ABOUT THIS EXERCISE:
Within the listing below, locate all lines containing the word "targets". Copy each one.

(Beginning of DATA RECORDS)

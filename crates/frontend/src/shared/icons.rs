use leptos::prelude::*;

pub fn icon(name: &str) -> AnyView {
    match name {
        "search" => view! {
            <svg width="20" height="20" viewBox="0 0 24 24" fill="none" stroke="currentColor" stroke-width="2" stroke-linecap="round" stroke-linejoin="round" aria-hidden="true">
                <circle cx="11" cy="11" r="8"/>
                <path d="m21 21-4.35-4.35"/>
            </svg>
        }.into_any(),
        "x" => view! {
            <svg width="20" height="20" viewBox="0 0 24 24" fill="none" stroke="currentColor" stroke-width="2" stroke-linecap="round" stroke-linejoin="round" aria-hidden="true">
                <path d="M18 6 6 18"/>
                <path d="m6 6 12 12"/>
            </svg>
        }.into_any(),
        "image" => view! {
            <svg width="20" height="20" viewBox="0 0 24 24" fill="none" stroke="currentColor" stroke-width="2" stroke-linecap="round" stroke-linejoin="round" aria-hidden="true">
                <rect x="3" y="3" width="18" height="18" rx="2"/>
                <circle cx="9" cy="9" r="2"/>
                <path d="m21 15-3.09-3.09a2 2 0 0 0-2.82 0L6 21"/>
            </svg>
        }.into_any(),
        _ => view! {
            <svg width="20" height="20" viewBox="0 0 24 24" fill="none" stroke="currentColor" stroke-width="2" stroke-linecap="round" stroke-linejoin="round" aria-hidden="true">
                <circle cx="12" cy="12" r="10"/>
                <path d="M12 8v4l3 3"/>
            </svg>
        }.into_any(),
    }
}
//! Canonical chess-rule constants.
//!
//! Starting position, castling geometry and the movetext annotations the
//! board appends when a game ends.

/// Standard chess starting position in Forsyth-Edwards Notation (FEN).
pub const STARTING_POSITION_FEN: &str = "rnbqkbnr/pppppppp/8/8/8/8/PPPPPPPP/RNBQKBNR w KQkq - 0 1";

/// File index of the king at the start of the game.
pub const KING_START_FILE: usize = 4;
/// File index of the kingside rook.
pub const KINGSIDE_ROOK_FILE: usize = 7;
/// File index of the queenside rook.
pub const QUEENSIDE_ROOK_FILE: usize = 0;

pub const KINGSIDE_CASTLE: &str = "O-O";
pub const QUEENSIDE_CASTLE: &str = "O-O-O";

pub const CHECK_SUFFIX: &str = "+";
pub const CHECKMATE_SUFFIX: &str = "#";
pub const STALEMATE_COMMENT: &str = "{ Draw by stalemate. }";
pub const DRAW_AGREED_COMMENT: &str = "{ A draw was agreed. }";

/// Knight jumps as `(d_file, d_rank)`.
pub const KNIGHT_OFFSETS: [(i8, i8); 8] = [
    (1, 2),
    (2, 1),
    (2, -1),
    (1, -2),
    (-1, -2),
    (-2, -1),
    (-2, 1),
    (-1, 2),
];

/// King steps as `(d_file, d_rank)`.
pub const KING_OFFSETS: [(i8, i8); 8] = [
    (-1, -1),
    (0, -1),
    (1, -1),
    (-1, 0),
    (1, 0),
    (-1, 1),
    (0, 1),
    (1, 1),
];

(End of DATA RECORDS)
(Beginning of DATA RECORDS)

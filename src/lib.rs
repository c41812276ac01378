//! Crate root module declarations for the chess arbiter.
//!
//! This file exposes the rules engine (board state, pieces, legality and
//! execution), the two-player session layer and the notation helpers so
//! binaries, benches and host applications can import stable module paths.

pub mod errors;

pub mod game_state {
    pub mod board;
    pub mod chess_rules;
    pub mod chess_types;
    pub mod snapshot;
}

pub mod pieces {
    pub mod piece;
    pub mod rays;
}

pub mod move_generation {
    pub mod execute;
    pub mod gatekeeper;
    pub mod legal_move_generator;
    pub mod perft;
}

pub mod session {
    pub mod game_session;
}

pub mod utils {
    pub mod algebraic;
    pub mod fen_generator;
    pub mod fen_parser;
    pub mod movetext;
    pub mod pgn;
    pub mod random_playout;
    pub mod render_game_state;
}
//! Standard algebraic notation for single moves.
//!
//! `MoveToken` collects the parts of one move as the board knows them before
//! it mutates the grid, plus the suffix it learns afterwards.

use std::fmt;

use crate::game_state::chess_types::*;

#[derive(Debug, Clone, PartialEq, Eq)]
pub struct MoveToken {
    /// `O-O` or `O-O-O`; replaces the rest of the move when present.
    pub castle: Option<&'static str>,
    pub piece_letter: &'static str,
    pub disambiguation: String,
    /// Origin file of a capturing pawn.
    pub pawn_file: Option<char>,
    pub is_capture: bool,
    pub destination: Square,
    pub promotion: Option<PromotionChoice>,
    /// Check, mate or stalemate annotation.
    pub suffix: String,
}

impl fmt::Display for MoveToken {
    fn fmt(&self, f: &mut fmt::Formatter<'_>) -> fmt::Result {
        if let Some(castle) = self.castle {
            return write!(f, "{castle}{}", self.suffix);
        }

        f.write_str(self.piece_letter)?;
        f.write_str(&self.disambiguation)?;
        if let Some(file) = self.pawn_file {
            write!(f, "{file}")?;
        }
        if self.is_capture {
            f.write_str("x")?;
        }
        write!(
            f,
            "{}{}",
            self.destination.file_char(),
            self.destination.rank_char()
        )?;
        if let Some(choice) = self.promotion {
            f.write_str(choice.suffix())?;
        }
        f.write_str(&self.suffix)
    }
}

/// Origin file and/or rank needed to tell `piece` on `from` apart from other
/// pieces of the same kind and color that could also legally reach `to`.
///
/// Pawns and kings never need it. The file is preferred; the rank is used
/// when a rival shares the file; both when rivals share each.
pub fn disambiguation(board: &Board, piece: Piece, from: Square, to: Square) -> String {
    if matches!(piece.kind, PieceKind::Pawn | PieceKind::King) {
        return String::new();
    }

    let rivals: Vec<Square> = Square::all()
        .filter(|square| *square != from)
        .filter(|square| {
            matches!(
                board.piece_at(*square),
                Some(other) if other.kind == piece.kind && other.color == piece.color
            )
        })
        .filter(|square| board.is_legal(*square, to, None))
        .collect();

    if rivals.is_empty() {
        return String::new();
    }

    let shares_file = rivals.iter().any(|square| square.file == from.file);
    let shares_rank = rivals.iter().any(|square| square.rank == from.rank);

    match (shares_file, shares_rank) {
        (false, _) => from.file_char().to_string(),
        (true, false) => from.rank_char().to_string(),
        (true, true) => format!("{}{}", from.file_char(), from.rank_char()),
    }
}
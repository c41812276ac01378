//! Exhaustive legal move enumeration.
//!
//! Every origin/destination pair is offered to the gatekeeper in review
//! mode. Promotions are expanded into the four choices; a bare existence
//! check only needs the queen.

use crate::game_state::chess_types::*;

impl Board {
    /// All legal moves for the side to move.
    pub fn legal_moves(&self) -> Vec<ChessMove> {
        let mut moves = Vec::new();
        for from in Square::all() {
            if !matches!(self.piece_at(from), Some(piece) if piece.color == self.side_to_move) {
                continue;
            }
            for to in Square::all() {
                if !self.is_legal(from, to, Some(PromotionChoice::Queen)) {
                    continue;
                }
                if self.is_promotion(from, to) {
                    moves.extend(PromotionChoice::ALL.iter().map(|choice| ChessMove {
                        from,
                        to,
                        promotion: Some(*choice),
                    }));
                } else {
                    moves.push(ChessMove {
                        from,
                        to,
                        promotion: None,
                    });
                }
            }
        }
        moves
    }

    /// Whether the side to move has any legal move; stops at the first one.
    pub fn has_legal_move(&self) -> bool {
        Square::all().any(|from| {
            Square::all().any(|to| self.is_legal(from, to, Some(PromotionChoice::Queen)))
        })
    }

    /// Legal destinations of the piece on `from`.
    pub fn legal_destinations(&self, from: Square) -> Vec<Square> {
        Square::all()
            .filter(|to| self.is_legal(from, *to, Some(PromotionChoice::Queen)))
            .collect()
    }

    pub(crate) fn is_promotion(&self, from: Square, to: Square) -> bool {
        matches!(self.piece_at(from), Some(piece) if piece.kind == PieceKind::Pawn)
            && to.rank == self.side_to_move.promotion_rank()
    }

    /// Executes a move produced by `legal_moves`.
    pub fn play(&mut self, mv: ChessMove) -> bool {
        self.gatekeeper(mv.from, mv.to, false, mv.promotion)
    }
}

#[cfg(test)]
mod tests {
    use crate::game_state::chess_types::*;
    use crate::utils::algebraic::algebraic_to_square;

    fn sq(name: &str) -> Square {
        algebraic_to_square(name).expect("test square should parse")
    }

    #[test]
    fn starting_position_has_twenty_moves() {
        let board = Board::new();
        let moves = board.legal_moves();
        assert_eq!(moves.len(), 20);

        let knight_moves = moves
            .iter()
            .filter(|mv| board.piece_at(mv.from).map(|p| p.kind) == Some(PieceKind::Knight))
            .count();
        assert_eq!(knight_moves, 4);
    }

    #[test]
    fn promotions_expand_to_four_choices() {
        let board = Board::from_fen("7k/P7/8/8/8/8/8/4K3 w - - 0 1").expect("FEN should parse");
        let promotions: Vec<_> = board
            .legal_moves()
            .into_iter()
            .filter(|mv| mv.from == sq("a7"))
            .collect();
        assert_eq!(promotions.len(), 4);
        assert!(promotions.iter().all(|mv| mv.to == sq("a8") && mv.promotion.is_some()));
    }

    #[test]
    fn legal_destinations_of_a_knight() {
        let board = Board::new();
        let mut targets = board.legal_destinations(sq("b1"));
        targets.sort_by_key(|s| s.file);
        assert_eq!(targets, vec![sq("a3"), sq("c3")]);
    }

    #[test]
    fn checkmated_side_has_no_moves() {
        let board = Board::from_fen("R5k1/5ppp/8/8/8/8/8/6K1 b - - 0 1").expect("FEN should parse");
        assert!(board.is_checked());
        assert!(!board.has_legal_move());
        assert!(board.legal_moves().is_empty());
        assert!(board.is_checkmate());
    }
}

(End of DATA RECORDS)

EXPECTED ANSWER:
        let mut targets = board.legal_destinations(sq("b1"));
        targets.sort_by_key(|s| s.file);
        assert_eq!(targets, vec![sq("a3"), sq("c3")]);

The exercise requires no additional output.